**Required action:**
Which lines of the listing below contain the word "HiddenGroupPinned"? Copy each of them.

**Source information:**
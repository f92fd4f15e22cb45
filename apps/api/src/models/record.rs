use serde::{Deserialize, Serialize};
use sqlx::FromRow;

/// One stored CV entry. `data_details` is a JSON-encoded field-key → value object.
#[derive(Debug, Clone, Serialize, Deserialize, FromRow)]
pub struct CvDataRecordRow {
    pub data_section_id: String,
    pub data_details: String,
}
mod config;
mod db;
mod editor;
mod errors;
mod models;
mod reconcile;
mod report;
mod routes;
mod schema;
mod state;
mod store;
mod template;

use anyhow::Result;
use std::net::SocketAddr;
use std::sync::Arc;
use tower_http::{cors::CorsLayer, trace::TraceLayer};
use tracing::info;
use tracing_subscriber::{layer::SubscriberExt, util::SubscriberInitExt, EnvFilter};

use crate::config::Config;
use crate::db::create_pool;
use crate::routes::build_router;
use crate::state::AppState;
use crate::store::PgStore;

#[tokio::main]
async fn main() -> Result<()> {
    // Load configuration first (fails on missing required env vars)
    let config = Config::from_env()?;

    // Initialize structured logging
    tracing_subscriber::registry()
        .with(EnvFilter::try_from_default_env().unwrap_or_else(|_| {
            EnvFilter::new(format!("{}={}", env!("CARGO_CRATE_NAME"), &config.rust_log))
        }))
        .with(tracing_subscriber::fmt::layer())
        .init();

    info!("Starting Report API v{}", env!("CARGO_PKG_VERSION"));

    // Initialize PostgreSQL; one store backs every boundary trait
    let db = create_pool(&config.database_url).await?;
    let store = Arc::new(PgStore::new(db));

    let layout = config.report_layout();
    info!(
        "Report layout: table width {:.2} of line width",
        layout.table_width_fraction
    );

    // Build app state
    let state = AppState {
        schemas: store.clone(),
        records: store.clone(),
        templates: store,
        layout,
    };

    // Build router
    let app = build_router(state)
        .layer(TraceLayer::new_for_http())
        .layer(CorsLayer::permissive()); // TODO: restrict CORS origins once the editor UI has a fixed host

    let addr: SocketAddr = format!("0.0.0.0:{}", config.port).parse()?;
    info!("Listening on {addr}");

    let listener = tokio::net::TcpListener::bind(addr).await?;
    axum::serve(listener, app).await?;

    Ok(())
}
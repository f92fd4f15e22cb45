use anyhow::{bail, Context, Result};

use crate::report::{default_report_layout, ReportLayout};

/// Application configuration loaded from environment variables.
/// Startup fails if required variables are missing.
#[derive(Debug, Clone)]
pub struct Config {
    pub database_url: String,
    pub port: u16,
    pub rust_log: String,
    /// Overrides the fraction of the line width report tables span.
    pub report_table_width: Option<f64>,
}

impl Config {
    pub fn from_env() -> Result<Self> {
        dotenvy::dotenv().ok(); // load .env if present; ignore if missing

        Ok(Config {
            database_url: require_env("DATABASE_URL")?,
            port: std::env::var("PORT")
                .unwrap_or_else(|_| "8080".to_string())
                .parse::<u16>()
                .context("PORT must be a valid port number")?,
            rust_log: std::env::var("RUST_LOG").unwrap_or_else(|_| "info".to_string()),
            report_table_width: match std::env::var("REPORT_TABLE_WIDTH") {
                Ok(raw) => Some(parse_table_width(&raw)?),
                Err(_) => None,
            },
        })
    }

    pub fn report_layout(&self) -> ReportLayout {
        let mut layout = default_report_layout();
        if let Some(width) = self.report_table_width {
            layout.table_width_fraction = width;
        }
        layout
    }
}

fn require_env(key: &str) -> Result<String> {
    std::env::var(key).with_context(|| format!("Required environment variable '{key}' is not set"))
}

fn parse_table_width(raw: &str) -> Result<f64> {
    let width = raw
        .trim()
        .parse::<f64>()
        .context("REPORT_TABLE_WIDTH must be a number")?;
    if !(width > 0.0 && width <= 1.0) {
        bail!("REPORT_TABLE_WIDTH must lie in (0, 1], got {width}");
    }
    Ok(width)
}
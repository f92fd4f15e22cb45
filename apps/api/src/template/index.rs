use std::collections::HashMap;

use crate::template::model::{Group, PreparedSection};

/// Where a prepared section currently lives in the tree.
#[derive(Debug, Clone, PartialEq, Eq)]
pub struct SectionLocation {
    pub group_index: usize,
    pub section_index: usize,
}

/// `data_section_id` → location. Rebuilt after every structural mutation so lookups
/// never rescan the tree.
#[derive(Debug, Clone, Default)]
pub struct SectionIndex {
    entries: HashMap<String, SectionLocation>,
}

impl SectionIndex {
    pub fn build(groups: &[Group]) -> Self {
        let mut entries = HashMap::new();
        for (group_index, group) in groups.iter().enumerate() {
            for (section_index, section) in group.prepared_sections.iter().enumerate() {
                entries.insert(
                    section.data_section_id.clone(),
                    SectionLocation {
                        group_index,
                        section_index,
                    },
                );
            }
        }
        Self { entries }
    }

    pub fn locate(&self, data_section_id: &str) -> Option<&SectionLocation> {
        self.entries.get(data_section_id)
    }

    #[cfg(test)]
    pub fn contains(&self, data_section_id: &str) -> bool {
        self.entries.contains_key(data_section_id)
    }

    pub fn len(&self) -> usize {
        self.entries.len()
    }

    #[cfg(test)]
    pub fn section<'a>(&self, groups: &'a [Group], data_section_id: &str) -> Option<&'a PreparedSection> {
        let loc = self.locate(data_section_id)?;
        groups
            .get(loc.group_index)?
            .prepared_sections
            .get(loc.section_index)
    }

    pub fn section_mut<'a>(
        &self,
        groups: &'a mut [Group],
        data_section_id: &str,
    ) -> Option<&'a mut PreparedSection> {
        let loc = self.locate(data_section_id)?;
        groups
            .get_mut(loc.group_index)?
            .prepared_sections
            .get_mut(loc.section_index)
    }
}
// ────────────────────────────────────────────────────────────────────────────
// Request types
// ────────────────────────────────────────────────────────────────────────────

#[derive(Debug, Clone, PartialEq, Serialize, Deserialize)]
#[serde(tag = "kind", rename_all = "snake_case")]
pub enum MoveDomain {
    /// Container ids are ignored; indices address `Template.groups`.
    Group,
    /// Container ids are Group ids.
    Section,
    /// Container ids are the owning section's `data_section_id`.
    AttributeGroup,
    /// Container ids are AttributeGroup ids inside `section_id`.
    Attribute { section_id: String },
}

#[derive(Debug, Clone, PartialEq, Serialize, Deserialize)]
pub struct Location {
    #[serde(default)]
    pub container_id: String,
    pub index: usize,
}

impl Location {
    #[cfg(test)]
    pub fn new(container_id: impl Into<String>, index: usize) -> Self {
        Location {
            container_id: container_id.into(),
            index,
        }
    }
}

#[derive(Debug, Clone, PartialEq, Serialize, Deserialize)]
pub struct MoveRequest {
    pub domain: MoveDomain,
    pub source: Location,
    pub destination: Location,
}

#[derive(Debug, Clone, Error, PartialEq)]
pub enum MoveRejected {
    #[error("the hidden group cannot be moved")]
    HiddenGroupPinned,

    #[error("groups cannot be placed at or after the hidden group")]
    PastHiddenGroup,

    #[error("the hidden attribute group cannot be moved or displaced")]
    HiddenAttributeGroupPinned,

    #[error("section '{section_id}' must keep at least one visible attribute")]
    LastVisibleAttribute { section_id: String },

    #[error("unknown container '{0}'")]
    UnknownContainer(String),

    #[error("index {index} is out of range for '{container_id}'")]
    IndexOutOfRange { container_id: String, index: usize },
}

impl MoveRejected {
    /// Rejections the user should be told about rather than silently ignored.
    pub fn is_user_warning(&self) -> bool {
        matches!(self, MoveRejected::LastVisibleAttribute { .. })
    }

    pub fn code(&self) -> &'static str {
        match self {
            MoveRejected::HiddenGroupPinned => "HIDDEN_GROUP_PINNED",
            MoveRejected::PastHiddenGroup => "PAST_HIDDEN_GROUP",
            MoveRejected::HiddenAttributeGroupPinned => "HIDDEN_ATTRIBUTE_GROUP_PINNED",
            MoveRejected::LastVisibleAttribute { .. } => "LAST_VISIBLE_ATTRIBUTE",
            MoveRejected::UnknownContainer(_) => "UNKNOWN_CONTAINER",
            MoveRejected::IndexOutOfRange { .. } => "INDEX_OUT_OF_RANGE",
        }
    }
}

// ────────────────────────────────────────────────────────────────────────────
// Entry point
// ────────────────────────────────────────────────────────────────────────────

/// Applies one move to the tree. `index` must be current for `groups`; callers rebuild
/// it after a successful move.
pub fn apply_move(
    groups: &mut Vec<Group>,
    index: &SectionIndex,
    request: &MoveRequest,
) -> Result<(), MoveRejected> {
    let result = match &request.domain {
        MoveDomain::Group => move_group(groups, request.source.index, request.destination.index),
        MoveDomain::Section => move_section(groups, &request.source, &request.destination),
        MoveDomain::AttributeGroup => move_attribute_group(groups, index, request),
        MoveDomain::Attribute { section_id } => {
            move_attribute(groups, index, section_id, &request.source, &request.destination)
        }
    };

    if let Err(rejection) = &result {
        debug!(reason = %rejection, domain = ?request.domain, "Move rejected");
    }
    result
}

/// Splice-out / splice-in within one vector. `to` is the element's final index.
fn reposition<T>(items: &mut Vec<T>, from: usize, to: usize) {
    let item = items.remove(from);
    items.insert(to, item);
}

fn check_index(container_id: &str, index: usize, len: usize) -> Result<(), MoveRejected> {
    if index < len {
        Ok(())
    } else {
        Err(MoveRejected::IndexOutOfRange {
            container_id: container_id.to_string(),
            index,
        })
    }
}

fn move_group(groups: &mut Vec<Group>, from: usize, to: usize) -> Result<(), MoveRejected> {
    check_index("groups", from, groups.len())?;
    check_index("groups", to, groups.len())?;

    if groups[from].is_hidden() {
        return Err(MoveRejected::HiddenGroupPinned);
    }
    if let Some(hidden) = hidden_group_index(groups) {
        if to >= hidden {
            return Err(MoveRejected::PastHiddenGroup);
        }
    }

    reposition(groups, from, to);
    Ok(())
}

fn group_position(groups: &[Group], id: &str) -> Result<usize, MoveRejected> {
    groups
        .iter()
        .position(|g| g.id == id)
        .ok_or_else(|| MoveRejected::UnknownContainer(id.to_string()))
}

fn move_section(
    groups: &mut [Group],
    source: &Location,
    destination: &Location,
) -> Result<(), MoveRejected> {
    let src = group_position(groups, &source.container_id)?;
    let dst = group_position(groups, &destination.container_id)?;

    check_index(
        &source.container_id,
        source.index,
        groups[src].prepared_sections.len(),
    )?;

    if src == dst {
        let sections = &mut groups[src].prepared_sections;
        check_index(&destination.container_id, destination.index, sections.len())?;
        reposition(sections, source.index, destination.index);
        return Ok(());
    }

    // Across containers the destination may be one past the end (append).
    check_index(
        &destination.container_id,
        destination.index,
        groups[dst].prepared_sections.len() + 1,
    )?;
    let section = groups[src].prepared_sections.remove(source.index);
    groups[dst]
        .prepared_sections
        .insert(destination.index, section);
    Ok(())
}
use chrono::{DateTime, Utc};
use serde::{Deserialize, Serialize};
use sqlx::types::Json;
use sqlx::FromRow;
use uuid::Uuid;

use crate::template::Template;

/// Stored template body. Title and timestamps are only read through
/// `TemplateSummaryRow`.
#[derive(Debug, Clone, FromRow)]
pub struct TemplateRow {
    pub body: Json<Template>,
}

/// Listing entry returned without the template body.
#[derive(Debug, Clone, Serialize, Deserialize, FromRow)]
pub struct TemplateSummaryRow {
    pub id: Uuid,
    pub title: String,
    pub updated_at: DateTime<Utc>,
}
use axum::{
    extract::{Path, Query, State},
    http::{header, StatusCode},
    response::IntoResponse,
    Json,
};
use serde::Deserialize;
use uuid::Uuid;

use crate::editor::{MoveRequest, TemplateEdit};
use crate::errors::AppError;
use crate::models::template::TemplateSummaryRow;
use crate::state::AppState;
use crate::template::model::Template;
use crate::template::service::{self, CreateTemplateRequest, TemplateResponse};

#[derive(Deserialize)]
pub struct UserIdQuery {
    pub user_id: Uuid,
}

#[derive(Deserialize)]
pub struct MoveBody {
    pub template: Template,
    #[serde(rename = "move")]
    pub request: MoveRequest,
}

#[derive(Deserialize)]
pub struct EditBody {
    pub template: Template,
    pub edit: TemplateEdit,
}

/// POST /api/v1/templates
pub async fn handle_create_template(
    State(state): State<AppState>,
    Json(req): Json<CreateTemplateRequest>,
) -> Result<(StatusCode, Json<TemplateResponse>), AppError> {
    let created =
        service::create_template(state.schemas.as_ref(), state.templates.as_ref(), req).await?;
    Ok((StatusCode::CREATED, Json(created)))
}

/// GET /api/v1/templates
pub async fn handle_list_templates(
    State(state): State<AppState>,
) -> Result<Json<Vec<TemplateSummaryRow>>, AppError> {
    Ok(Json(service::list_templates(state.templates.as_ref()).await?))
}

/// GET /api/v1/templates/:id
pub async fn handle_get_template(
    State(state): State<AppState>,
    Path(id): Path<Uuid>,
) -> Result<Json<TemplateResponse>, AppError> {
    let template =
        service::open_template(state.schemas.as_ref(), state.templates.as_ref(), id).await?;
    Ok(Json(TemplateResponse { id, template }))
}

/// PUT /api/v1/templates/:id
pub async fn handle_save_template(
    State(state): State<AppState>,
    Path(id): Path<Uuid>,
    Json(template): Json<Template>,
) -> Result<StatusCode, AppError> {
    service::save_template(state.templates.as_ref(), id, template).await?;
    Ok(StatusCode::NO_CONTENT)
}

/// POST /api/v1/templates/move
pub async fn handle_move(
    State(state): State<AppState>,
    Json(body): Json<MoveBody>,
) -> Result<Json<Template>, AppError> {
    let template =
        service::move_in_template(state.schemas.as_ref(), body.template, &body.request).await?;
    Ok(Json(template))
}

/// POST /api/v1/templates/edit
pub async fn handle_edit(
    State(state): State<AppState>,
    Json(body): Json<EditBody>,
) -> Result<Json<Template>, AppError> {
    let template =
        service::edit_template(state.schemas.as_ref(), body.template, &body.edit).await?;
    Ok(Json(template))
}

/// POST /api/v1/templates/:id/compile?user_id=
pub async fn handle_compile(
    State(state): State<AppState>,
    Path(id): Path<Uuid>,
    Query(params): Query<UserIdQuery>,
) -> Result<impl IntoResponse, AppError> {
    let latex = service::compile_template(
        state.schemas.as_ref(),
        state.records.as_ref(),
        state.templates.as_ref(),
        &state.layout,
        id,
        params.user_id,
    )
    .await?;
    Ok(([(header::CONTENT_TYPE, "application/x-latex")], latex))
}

**Solution for this problem:**
    HiddenGroupPinned,
            MoveRejected::HiddenGroupPinned => "HIDDEN_GROUP_PINNED",
        return Err(MoveRejected::HiddenGroupPinned);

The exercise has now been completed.